Multiplying the both sides of (2.38) by $ ( \lambda _{i + 1} - \lambda _1 )^{\frac{1}{2}} $, and using the Cauchy-Schwarz inequality, we derive

$ $ \begin{equation} \begin{aligned} (\lambda _{i + 1} - \lambda _1 )^{\frac{1}{2}} \int_\Omega u_1^2 & = -2( \lambda _{i + 1}-\lambda _1)^{\frac{1}{2}}\int_\Omega \phi _i\sum\limits_{j = 1}^{d_1} t_{ij} X_j^1 u_1 \\ &\le \delta( \lambda _{i + 1} - \lambda _1 )\int_\Omega \rho \phi _i^2 + \frac{1}{\delta }\int_\Omega \frac{1}{\rho } ( \sum\limits_{j = 1}^{d_1} t_{ij} X_j^1 u_1 )^2, \end{aligned} \end{equation} $ $

(2.39)

where $ \delta $ is any positive number.
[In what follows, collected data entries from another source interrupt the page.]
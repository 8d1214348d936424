use super::Error;

/// Error when a relation does not line up with the models it connects.
///
/// This occurs when the target model is unknown, or when the foreign key or
/// referenced field named by the relation is missing from the model that
/// should hold it.
#[derive(Debug)]
pub(super) struct InvalidRelation {
    message: Box<str>,
}

impl std::error::Error for InvalidRelation {}

impl core::fmt::Display for InvalidRelation {
    fn fmt(&self, f: &mut core::fmt::Formatter) -> core::fmt::Result {
        write!(f, "invalid relation: {}", self.message)
    }
}

impl Error {
    /// Creates an invalid relation error.
    pub fn invalid_relation(message: impl Into<String>) -> Error {
        Error::from(super::ErrorKind::InvalidRelation(InvalidRelation {
            message: message.into().into(),
        }))
    }

    /// Returns `true` if this error is an invalid relation error.
    pub fn is_invalid_relation(&self) -> bool {
        matches!(self.kind(), super::ErrorKind::InvalidRelation(_))
    }
}
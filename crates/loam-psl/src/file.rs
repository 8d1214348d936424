use crate::{Datasource, Generator, Model};
use std::fmt;

/// The content of one schema text file.
#[derive(Debug, Clone, Default, PartialEq)]
pub struct SchemaFile {
    pub datasource: Option<Datasource>,
    pub generator: Option<Generator>,
    pub models: Vec<Model>,
}

impl fmt::Display for SchemaFile {
    fn fmt(&self, f: &mut fmt::Formatter<'_>) -> fmt::Result {
        if let Some(datasource) = &self.datasource {
            write!(f, "{datasource}\n\n")?;
        }

        if let Some(generator) = &self.generator {
            write!(f, "{generator}\n\n")?;
        }

        for (i, model) in self.models.iter().enumerate() {
            if i > 0 {
                f.write_str("\n")?;
            }
            writeln!(f, "{model}")?;
        }

        Ok(())
    }
}
use crate::Expr;
use std::fmt;

/// A field attribute: `@id`, `@default(now())`, `@db.VarChar(255)`.
#[derive(Debug, Clone, PartialEq)]
pub struct Attribute {
    /// Name without the leading `@`. May be dotted, e.g. `db.VarChar`.
    pub name: String,
    pub args: Vec<Expr>,
}

/// A model-level attribute: `@@id([a, b])`, `@@map("users")`.
#[derive(Debug, Clone, PartialEq)]
pub struct BlockAttribute {
    /// Name without the leading `@@`.
    pub name: String,
    pub args: Vec<Expr>,
}

impl Attribute {
    pub fn new(name: impl Into<String>) -> Attribute {
        Attribute {
            name: name.into(),
            args: vec![],
        }
    }

    pub fn with_args(name: impl Into<String>, args: Vec<Expr>) -> Attribute {
        Attribute {
            name: name.into(),
            args,
        }
    }
}

impl BlockAttribute {
    pub fn new(name: impl Into<String>, args: Vec<Expr>) -> BlockAttribute {
        BlockAttribute {
            name: name.into(),
            args,
        }
    }
}

fn fmt_attribute(
    f: &mut fmt::Formatter<'_>,
    prefix: &str,
    name: &str,
    args: &[Expr],
) -> fmt::Result {
    write!(f, "{prefix}{name}")?;
    if !args.is_empty() {
        f.write_str("(")?;
        crate::write_list(f, args)?;
        f.write_str(")")?;
    }
    Ok(())
}

impl fmt::Display for Attribute {
    fn fmt(&self, f: &mut fmt::Formatter<'_>) -> fmt::Result {
        fmt_attribute(f, "@", &self.name, &self.args)
    }
}

impl fmt::Display for BlockAttribute {
    fn fmt(&self, f: &mut fmt::Formatter<'_>) -> fmt::Result {
        fmt_attribute(f, "@@", &self.name, &self.args)
    }
}
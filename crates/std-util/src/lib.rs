pub mod result;
pub mod str;

pub mod prelude {
    pub use crate::{assert_err, assert_ok};
}
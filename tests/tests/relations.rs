use loam::schema::{
    build_join_condition, junction_table_name, validate_relation, FieldBuilder, Relation,
};
use loam::Schema;
use pretty_assertions::assert_eq;

fn author() -> Schema {
    let mut schema = Schema::new("Author");
    schema
        .add_field(FieldBuilder::new("id").int().primary_key().map("author_pk").build())
        .add_field(FieldBuilder::new("name").build())
        .add_relation("profile", Relation::one_to_one("Profile", "authorId", "id"))
        .add_relation("books", Relation::many_to_many("Book"));
    schema
}

fn profile() -> Schema {
    let mut schema = Schema::new("Profile");
    schema
        .add_field(FieldBuilder::new("id").int().primary_key().build())
        .add_field(FieldBuilder::new("authorId").int().unique().map("AUTHOR").build());
    schema
}

fn book() -> Schema {
    let mut schema = Schema::new("Book");
    schema.add_field(FieldBuilder::new("id").int().primary_key().build());
    schema
}

#[test]
fn junction_table_is_shared_by_both_sides() {
    let author = author();
    let book = book();
    let mut inverse = book.clone();
    inverse.add_relation("authors", Relation::many_to_many("Author"));

    let forward = author.relation("books").unwrap().metadata(&author);
    let backward = inverse.relation("authors").unwrap().metadata(&inverse);

    assert_eq!(forward.through_table.as_deref(), Some("author_books"));
    assert_eq!(forward.through_table, backward.through_table);
    assert_eq!(forward.through_fields, ["authorId", "bookId"]);
    assert_eq!(backward.through_fields, ["bookId", "authorId"]);
    assert_eq!(junction_table_name("Book", "Author"), "author_books");
}

#[test]
fn one_to_one_with_key_on_target() {
    let author = author();
    let profile = profile();
    let relation = author.relation("profile").unwrap();

    validate_relation(relation, &author, Some(&profile)).unwrap();

    let join = build_join_condition(relation, "authors", "profiles", &author, &profile).unwrap();
    assert_eq!(join, "profiles.AUTHOR = authors.author_pk");
}

#[test]
fn many_to_many_has_no_join_condition() {
    let author = author();
    let book = book();
    let relation = author.relation("books").unwrap();

    validate_relation(relation, &author, Some(&book)).unwrap();

    let err = build_join_condition(relation, "authors", "books", &author, &book).unwrap_err();
    assert!(err.is_unsupported_feature());
    assert!(err.to_string().contains("author_books"));
}

#[test]
fn invalid_relations() {
    let author = author();
    let profile = profile();

    let err = validate_relation(author.relation("books").unwrap(), &author, None).unwrap_err();
    assert!(err.is_invalid_relation());
    assert_eq!(err.to_string(), "invalid relation: related model Book not found");

    let dangling = Relation::one_to_one("Profile", "ownerId", "id");
    let err = validate_relation(&dangling, &author, Some(&profile)).unwrap_err();
    assert_eq!(
        err.to_string(),
        "invalid relation: foreign key field ownerId not found in either model"
    );

    let bad_reference = Relation::one_to_many("Profile", "authorId", "uuid");
    let err = validate_relation(&bad_reference, &author, Some(&profile)).unwrap_err();
    assert_eq!(
        err.to_string(),
        "invalid relation: references field uuid not found in model Author"
    );
}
Substituting (2.37) into (2.39), and taking sum on $ i $ from 1 to $ d_1 $, we have

$ $ \begin{equation} \begin{split} &\sum\limits_{i = 1}^{d_1} ( \lambda _{i + 1} - \lambda _1 )^{\frac{1}{2}} \int_\Omega u_1^2\\ \le& \delta \int_\Omega \sum\limits_{i = 1}^{d_1} [ 4 (\sum\limits_{j = 1}^{d_1} t_{ij} X_j^1 u_1 )^2 - 2u_1\Delta _H u_1 + a\sum\limits_{j = 1}^{d_1} t_{ij}^2 u_1^2 ] + \frac{1}{\delta } \int_\Omega \frac{1}{\rho } \sum\limits_{i = 1}^{d_1}(\sum\limits_{j = 1}^{d_1} t_{ij} X_j^1 u_1 )^2 \\ = & 4\delta \int_\Omega \sum\limits_{j = 1}^{d_1} (X_j^1 u_1)^2 - 2d_1\delta \int_\Omega u_1\Delta _H u_1 + ad_1\delta \int_\Omega u_1^2 + \frac{1}{\delta }\int_\Omega \frac{1}{\rho } \sum\limits_{j = 1}^{d_1} ( X_j^1 u_1)^2 \\ = & ( 4 + 2d_1 ) \delta \int_\Omega {| \nabla ^H u_1 |} ^2 + \frac{1}{\delta }\int_\Omega \frac{1}{\rho } {| \nabla ^H u_1 |}^2 + ad_1\delta \int_\Omega u_1^2. \end{split} \end{equation} $ $

(2.40)

Using (2.17) and (2.26) and (2.40), we get

$ $ \begin{equation} \tau\sum\limits_{j = 1}^{d_1} ( \lambda _{i + 1} - \lambda _1 )^{\frac{1}{2}} \leq [( 4 + 2d_1) \xi_1 +a \sigma d_1 ] \delta + \frac{\sigma}{\delta } \xi_1. \end{equation} $ $

(2.41)

Taking

$ \delta = [\frac{\sigma\xi_1}{(4 + 2d_1) \xi_1 +a \sigma d_1}]^{\frac{1}{2}} $

in (2.41), we obtain (1.7). This concludes the proof of Theorem 1.2.